*Data records*:
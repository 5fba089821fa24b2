//! Listener-visible headers and trailers.

use crate::codec::Header;
use crate::status::{Code, Status};

use std::collections::HashMap;

/// Key-value metadata attached to a call.
///
/// Carried twice per stream: as response headers ahead of any message, and
/// as trailers alongside the terminal status. Keys are case-insensitive and
/// stored lowercase; a key may hold several values.
#[derive(Debug, Clone, Default)]
pub struct Metadata {
    entries: HashMap<String, Vec<String>>,
}

impl Metadata {
    /// Empty metadata.
    pub fn new() -> Self {
        Self::default()
    }

    /// Append a value under `key`. Values already stored under the key are
    /// kept.
    pub fn insert(&mut self, key: impl Into<String>, value: impl Into<String>) {
        let mut key = key.into();
        key.make_ascii_lowercase();
        self.entries.entry(key).or_default().push(value.into());
    }

    fn values(&self, key: &str) -> Option<&Vec<String>> {
        self.entries.get(&key.to_ascii_lowercase())
    }

    /// First value stored under `key`, if any.
    pub fn get(&self, key: &str) -> Option<&str> {
        self.values(key)?.first().map(String::as_str)
    }

    /// Every value stored under `key`.
    pub fn get_all(&self, key: &str) -> Option<&[String]> {
        self.values(key).map(Vec::as_slice)
    }

    /// Whether `key` holds at least one value.
    pub fn contains_key(&self, key: &str) -> bool {
        self.values(key).is_some()
    }

    /// Visit every key-value pair, repeating the key for each of its
    /// values.
    pub fn iter(&self) -> impl Iterator<Item = (&str, &str)> {
        self.entries.iter().flat_map(|(key, values)| {
            values.iter().map(move |value| (key.as_str(), value.as_str()))
        })
    }

    /// Whether nothing is stored.
    pub fn is_empty(&self) -> bool {
        self.entries.is_empty()
    }

    /// Total number of values across all keys.
    pub fn len(&self) -> usize {
        self.iter().count()
    }

    /// Convert an inbound header block. Fields that are not valid UTF-8 are
    /// dropped.
    pub fn from_headers(headers: &[Header]) -> Self {
        let mut metadata = Metadata::new();
        for header in headers {
            let Ok(name) = std::str::from_utf8(&header.name) else {
                continue;
            };
            let Ok(value) = std::str::from_utf8(&header.value) else {
                continue;
            };
            metadata.insert(name, value);
        }
        metadata
    }
}

impl FromIterator<(String, String)> for Metadata {
    fn from_iter<T: IntoIterator<Item = (String, String)>>(iter: T) -> Self {
        iter.into_iter()
            .fold(Metadata::new(), |mut metadata, (key, value)| {
                metadata.insert(key, value);
                metadata
            })
    }
}

/// Extract the terminal status from response trailers.
///
/// Reads `grpc-status` and `grpc-message`. A missing or unparsable
/// `grpc-status` yields INTERNAL.
pub fn status_from_trailers(trailers: &Metadata) -> Status {
    let Some(code) = trailers.get("grpc-status").and_then(|s| s.parse::<u32>().ok()) else {
        return Status::internal("missing grpc-status in trailers");
    };
    let code = Code::from_u32(code);
    match trailers.get("grpc-message") {
        Some(msg) => Status::new(code, msg),
        None => Status::from_code(code),
    }
}
//! grpc-transport - client-side gRPC transport over HTTP/2.
//!
//! This crate multiplexes many concurrent logical RPC calls over a single
//! HTTP/2 connection. Each call gets an ordered, flow-controlled,
//! cancellable message channel; the transport translates calls into frames
//! and demultiplexes inbound frames back to the right call.
//!
//! The wire codec is not included: the transport drives a codec supplied by
//! the embedding application through the [`FrameReader`] and [`FrameWriter`]
//! traits, which exchange typed frames. HPACK, TLS, and serialization all
//! live outside this crate.
//!
//! # Architecture
//!
//! - `codec`: the typed frame vocabulary and the codec boundary traits
//! - `write_queue`: serializes all outbound frames onto one writer thread
//! - `transport`: stream registry, inbound dispatcher, lifecycle and GOAWAY
//! - `stream`: per-call state, inbound delivery, receive flow control
//! - `frame`: message-boundary recovery over DATA payloads
//! - `status`, `metadata`, `headers`: the gRPC-facing vocabulary
//!
//! Three roles cooperate at runtime: application threads create streams,
//! send messages, and cancel; a single dispatcher thread reads frames and
//! runs the per-frame handlers; a single writer thread drains the write
//! queue. Only the dispatcher blocks on socket reads and only the writer
//! blocks on socket writes.

mod codec;
mod completion;
mod frame;
mod headers;
mod metadata;
mod status;
mod stream;
mod transport;
mod write_queue;

pub use codec::{Codec, ErrorCode, FrameHandler, FrameReader, FrameWriter, Header, Settings};
pub use completion::Completion;
pub use frame::{HEADER_SIZE, MAX_MESSAGE_SIZE, MessageDeframer, encode_message};
pub use headers::{MethodDescriptor, create_request_headers};
pub use metadata::{Metadata, status_from_trailers};
pub use status::{Code, Status};
pub use stream::{ClientStream, ClientStreamListener, InboundPhase, OutboundPhase};
pub use transport::{
    DEFAULT_INITIAL_WINDOW_SIZE, Phase, Transport, TransportError, TransportListener,
};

*Instructions to follow*: Please tally how many lines in the listing above contain the word "under", and answer with the figure alone.

*Your solution*: 3